# ASSIGNMENT
What lines of the data below hold the string "records"? Copy each one out.

(INPUT DATA begins)

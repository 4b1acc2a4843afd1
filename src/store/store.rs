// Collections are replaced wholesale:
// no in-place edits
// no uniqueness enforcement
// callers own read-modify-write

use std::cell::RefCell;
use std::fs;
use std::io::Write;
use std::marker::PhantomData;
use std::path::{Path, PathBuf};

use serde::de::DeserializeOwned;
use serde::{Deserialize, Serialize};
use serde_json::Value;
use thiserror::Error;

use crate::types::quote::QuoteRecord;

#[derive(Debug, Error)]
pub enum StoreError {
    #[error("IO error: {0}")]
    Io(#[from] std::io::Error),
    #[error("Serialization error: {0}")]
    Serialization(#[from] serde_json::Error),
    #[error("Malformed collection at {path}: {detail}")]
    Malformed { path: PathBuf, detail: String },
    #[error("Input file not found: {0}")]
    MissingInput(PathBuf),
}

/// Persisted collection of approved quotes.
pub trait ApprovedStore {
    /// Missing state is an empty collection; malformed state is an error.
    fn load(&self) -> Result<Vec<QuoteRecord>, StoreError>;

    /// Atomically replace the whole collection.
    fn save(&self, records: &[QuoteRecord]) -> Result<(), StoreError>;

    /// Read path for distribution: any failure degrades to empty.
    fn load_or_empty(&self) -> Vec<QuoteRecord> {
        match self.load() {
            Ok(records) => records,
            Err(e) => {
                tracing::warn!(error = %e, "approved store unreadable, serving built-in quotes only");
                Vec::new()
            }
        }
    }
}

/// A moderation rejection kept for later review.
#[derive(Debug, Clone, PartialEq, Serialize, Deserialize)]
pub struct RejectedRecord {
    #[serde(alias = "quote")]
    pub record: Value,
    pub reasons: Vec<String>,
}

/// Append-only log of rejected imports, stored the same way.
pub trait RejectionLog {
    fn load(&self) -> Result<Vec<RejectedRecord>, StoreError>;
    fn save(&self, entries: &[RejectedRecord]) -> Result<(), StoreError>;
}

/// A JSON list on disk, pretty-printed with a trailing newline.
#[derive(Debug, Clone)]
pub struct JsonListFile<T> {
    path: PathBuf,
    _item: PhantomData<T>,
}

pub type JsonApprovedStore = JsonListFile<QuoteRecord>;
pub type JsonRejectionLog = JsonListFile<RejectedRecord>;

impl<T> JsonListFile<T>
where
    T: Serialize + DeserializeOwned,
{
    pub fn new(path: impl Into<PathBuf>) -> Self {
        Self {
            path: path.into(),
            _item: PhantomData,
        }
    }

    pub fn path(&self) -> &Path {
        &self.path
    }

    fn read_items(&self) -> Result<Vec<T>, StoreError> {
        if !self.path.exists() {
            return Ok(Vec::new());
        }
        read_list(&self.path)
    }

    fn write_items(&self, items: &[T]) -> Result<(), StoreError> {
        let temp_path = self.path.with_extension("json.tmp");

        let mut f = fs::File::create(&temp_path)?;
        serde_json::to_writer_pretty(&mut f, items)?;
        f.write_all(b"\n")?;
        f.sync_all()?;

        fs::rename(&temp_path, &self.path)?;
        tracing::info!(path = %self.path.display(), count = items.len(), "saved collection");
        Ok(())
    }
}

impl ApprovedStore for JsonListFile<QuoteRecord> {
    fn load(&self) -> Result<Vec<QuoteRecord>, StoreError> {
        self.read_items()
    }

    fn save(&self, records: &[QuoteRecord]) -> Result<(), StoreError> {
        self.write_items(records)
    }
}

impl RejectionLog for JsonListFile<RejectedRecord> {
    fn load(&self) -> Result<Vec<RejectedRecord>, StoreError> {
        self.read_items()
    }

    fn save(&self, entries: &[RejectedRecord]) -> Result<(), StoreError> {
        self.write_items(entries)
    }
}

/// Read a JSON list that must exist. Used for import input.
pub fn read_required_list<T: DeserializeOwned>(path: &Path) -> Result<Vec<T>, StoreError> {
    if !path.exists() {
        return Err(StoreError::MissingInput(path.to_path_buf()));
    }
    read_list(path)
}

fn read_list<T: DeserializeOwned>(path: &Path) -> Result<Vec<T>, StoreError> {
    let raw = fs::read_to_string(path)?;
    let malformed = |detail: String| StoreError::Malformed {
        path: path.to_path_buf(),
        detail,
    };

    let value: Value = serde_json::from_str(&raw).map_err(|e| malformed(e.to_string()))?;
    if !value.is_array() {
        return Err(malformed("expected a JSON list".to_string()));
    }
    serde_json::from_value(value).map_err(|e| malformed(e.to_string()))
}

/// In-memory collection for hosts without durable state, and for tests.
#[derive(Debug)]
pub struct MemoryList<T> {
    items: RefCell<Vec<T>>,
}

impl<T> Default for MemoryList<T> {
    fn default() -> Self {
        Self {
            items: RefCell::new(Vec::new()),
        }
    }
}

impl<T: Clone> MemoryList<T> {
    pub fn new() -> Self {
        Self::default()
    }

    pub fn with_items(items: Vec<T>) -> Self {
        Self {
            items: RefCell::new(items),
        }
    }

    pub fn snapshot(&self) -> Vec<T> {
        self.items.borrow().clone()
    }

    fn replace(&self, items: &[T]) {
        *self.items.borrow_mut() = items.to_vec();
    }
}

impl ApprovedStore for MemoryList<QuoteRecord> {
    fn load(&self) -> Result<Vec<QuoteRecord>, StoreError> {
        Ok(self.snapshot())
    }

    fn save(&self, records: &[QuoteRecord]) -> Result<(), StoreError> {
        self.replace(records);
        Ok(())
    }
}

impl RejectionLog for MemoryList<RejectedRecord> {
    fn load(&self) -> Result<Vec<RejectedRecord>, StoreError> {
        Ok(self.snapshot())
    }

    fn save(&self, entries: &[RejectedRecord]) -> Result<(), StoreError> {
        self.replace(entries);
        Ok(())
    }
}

(INPUT DATA ends)

# ANSWER AREA
    fn save(&self, records: &[QuoteRecord]) -> Result<(), StoreError>;
            Ok(records) => records,
    fn save(&self, records: &[QuoteRecord]) -> Result<(), StoreError> {
        self.write_items(records)
    fn save(&self, records: &[QuoteRecord]) -> Result<(), StoreError> {
        self.replace(records);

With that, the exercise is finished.